Aim of the exercise:
Copy each record below without changing a single word.

Data excerpts:
· · · · ·

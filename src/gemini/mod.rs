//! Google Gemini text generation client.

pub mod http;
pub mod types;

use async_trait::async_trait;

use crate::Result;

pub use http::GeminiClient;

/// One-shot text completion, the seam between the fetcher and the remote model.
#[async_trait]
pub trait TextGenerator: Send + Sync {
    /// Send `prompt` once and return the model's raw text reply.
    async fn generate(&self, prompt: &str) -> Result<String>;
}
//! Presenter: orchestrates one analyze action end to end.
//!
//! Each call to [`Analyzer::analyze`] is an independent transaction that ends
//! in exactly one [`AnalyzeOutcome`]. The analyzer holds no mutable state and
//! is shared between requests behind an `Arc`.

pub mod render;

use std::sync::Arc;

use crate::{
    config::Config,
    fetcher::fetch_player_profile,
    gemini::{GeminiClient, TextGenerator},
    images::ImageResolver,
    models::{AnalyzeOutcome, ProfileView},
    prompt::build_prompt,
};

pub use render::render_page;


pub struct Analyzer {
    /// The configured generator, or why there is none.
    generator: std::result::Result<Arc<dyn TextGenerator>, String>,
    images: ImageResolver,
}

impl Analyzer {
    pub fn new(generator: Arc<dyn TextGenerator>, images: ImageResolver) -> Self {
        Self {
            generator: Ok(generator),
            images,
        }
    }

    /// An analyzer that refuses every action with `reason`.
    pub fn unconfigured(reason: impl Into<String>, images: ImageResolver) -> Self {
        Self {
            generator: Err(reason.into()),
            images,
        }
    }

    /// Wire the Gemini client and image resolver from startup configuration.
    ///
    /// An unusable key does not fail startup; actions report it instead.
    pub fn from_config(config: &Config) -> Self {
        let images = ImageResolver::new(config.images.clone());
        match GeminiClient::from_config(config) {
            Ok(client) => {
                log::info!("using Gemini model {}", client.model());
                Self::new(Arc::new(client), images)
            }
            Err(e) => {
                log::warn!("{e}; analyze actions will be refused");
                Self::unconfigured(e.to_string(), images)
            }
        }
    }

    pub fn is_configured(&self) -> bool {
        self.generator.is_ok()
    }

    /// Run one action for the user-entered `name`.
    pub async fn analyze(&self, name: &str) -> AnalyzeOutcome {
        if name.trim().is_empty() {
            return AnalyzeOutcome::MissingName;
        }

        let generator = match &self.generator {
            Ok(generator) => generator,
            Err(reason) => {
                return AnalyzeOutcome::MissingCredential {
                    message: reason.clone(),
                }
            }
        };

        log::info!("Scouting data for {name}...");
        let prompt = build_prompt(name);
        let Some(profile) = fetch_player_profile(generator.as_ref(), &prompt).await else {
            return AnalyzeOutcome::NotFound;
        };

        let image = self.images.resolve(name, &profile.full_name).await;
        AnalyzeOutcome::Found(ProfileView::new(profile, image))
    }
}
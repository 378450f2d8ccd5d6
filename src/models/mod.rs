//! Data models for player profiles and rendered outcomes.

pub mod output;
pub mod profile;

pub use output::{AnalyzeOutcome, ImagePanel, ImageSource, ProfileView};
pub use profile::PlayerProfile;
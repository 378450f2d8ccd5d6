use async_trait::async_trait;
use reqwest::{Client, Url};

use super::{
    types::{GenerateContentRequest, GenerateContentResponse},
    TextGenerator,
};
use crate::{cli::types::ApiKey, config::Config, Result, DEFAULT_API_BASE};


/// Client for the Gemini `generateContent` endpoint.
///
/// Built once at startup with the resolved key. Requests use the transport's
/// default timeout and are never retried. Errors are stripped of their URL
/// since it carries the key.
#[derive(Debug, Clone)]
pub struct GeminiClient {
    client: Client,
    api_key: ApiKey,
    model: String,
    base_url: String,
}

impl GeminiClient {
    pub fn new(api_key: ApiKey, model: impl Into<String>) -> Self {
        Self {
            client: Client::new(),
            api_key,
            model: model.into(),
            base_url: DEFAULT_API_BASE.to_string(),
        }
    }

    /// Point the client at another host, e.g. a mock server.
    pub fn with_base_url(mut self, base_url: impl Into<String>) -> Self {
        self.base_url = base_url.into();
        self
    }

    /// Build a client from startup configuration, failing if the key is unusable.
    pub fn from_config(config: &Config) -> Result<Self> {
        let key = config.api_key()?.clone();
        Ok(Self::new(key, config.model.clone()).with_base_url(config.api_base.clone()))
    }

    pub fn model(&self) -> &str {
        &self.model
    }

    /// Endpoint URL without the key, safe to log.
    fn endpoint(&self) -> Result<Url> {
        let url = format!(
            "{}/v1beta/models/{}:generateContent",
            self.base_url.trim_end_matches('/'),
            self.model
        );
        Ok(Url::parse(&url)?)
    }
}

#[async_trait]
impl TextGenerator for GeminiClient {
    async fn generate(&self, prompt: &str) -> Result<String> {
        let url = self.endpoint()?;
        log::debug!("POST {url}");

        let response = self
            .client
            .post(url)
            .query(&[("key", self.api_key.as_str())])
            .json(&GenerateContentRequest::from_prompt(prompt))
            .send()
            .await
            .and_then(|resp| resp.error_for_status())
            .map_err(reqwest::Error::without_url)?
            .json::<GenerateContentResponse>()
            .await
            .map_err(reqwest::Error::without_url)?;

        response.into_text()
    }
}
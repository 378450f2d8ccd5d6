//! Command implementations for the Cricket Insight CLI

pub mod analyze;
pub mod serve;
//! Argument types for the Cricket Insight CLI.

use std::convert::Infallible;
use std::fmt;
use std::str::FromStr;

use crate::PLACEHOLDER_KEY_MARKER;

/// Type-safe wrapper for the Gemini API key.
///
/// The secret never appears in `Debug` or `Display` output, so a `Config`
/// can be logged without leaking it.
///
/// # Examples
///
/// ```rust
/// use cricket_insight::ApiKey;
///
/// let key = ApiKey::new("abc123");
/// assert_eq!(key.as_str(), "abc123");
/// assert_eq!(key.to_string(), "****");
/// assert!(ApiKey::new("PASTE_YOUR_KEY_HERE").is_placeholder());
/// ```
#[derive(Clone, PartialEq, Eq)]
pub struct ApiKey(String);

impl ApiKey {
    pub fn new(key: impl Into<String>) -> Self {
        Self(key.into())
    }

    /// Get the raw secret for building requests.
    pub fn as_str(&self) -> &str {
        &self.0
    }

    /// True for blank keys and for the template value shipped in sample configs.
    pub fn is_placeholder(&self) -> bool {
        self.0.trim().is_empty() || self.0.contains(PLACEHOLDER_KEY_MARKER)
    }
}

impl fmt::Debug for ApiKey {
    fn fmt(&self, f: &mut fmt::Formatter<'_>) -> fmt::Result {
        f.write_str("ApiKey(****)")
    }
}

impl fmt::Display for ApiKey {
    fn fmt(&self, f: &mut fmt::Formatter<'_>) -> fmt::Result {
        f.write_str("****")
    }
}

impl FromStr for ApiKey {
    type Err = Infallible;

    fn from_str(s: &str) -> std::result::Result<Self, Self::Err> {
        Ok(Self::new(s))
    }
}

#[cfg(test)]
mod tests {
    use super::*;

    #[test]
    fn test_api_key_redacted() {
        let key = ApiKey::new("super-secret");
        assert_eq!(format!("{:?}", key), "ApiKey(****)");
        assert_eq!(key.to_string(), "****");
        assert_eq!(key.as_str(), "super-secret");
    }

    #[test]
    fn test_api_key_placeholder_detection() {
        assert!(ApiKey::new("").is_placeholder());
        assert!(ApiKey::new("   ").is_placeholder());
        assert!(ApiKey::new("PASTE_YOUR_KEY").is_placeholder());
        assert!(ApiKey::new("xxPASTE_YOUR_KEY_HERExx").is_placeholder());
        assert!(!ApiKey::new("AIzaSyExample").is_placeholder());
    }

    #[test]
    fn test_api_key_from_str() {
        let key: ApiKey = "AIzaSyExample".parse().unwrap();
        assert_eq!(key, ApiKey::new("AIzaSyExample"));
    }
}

· · · · ·

Solution to this exercise:
filename src/gemini/mod.rs
//! Google Gemini text generation client.

pub mod http;
pub mod types;

use async_trait::async_trait;

use crate::Result;

pub use http::GeminiClient;

/// One-shot text completion, the seam between the fetcher and the remote model.
#[async_trait]
pub trait TextGenerator: Send + Sync {
    /// Send `prompt` once and return the model's raw text reply.
    async fn generate(&self, prompt: &str) -> Result<String>;
}
//! Presenter: orchestrates one analyze action end to end.
//!
//! Each call to [`Analyzer::analyze`] is an independent transaction that ends
//! in exactly one [`AnalyzeOutcome`]. The analyzer holds no mutable state and
//! is shared between requests behind an `Arc`.

pub mod render;

use std::sync::Arc;

use crate::{
    config::Config,
    fetcher::fetch_player_profile,
    gemini::{GeminiClient, TextGenerator},
    images::ImageResolver,
    models::{AnalyzeOutcome, ProfileView},
    prompt::build_prompt,
};

pub use render::render_page;


pub struct Analyzer {
    /// The configured generator, or why there is none.
    generator: std::result::Result<Arc<dyn TextGenerator>, String>,
    images: ImageResolver,
}

impl Analyzer {
    pub fn new(generator: Arc<dyn TextGenerator>, images: ImageResolver) -> Self {
        Self {
            generator: Ok(generator),
            images,
        }
    }

    /// An analyzer that refuses every action with `reason`.
    pub fn unconfigured(reason: impl Into<String>, images: ImageResolver) -> Self {
        Self {
            generator: Err(reason.into()),
            images,
        }
    }

    /// Wire the Gemini client and image resolver from startup configuration.
    ///
    /// An unusable key does not fail startup; actions report it instead.
    pub fn from_config(config: &Config) -> Self {
        let images = ImageResolver::new(config.images.clone());
        match GeminiClient::from_config(config) {
            Ok(client) => {
                log::info!("using Gemini model {}", client.model());
                Self::new(Arc::new(client), images)
            }
            Err(e) => {
                log::warn!("{e}; analyze actions will be refused");
                Self::unconfigured(e.to_string(), images)
            }
        }
    }

    pub fn is_configured(&self) -> bool {
        self.generator.is_ok()
    }

    /// Run one action for the user-entered `name`.
    pub async fn analyze(&self, name: &str) -> AnalyzeOutcome {
        if name.trim().is_empty() {
            return AnalyzeOutcome::MissingName;
        }

        let generator = match &self.generator {
            Ok(generator) => generator,
            Err(reason) => {
                return AnalyzeOutcome::MissingCredential {
                    message: reason.clone(),
                }
            }
        };

        log::info!("Scouting data for {name}...");
        let prompt = build_prompt(name);
        let Some(profile) = fetch_player_profile(generator.as_ref(), &prompt).await else {
            return AnalyzeOutcome::NotFound;
        };

        let image = self.images.resolve(name, &profile.full_name).await;
        AnalyzeOutcome::Found(ProfileView::new(profile, image))
    }
}
repository 378450f2d8ccd5d6
filename src/models/mod.rs
//! Data models for player profiles and rendered outcomes.

pub mod output;
pub mod profile;

pub use output::{AnalyzeOutcome, ImagePanel, ImageSource, ProfileView};
pub use profile::PlayerProfile;
repository 378450f2d8ccd5d6
use async_trait::async_trait;
use reqwest::{Client, Url};

use super::{
    types::{GenerateContentRequest, GenerateContentResponse},
    TextGenerator,
};
use crate::{cli::types::ApiKey, config::Config, Result, DEFAULT_API_BASE};


/// Client for the Gemini `generateContent` endpoint.
///
/// Built once at startup with the resolved key. Requests use the transport's
/// default timeout and are never retried. Errors are stripped of their URL
/// since it carries the key.
#[derive(Debug, Clone)]
pub struct GeminiClient {
    client: Client,
    api_key: ApiKey,
    model: String,
    base_url: String,
}

impl GeminiClient {
    pub fn new(api_key: ApiKey, model: impl Into<String>) -> Self {
        Self {
            client: Client::new(),
            api_key,
            model: model.into(),
            base_url: DEFAULT_API_BASE.to_string(),
        }
    }

    /// Point the client at another host, e.g. a mock server.
    pub fn with_base_url(mut self, base_url: impl Into<String>) -> Self {
        self.base_url = base_url.into();
        self
    }

    /// Build a client from startup configuration, failing if the key is unusable.
    pub fn from_config(config: &Config) -> Result<Self> {
        let key = config.api_key()?.clone();
        Ok(Self::new(key, config.model.clone()).with_base_url(config.api_base.clone()))
    }

    pub fn model(&self) -> &str {
        &self.model
    }

    /// Endpoint URL without the key, safe to log.
    fn endpoint(&self) -> Result<Url> {
        let url = format!(
            "{}/v1beta/models/{}:generateContent",
            self.base_url.trim_end_matches('/'),
            self.model
        );
        Ok(Url::parse(&url)?)
    }
}

#[async_trait]
impl TextGenerator for GeminiClient {
    async fn generate(&self, prompt: &str) -> Result<String> {
        let url = self.endpoint()?;
        log::debug!("POST {url}");

        let response = self
            .client
            .post(url)
            .query(&[("key", self.api_key.as_str())])
            .json(&GenerateContentRequest::from_prompt(prompt))
            .send()
            .await
            .and_then(|resp| resp.error_for_status())
            .map_err(reqwest::Error::without_url)?
            .json::<GenerateContentResponse>()
            .await
            .map_err(reqwest::Error::without_url)?;

        response.into_text()
    }
}
repository 378450f2d8ccd5d6
//! Command implementations for the Cricket Insight CLI

pub mod analyze;
pub mod serve;
//! Argument types for the Cricket Insight CLI.

use std::convert::Infallible;
use std::fmt;
use std::str::FromStr;

use crate::PLACEHOLDER_KEY_MARKER;

/// Type-safe wrapper for the Gemini API key.
///
/// The secret never appears in `Debug` or `Display` output, so a `Config`
/// can be logged without leaking it.
///
/// # Examples
///
/// ```rust
/// use cricket_insight::ApiKey;
///
/// let key = ApiKey::new("abc123");
/// assert_eq!(key.as_str(), "abc123");
/// assert_eq!(key.to_string(), "****");
/// assert!(ApiKey::new("PASTE_YOUR_KEY_HERE").is_placeholder());
/// ```
#[derive(Clone, PartialEq, Eq)]
pub struct ApiKey(String);

impl ApiKey {
    pub fn new(key: impl Into<String>) -> Self {
        Self(key.into())
    }

    /// Get the raw secret for building requests.
    pub fn as_str(&self) -> &str {
        &self.0
    }

    /// True for blank keys and for the template value shipped in sample configs.
    pub fn is_placeholder(&self) -> bool {
        self.0.trim().is_empty() || self.0.contains(PLACEHOLDER_KEY_MARKER)
    }
}

impl fmt::Debug for ApiKey {
    fn fmt(&self, f: &mut fmt::Formatter<'_>) -> fmt::Result {
        f.write_str("ApiKey(****)")
    }
}

impl fmt::Display for ApiKey {
    fn fmt(&self, f: &mut fmt::Formatter<'_>) -> fmt::Result {
        f.write_str("****")
    }
}

impl FromStr for ApiKey {
    type Err = Infallible;

    fn from_str(s: &str) -> std::result::Result<Self, Self::Err> {
        Ok(Self::new(s))
    }
}

#[cfg(test)]
mod tests {
    use super::*;

    #[test]
    fn test_api_key_redacted() {
        let key = ApiKey::new("super-secret");
        assert_eq!(format!("{:?}", key), "ApiKey(****)");
        assert_eq!(key.to_string(), "****");
        assert_eq!(key.as_str(), "super-secret");
    }

    #[test]
    fn test_api_key_placeholder_detection() {
        assert!(ApiKey::new("").is_placeholder());
        assert!(ApiKey::new("   ").is_placeholder());
        assert!(ApiKey::new("PASTE_YOUR_KEY").is_placeholder());
        assert!(ApiKey::new("xxPASTE_YOUR_KEY_HERExx").is_placeholder());
        assert!(!ApiKey::new("AIzaSyExample").is_placeholder());
    }

    #[test]
    fn test_api_key_from_str() {
        let key: ApiKey = "AIzaSyExample".parse().unwrap();
        assert_eq!(key, ApiKey::new("AIzaSyExample"));
    }
}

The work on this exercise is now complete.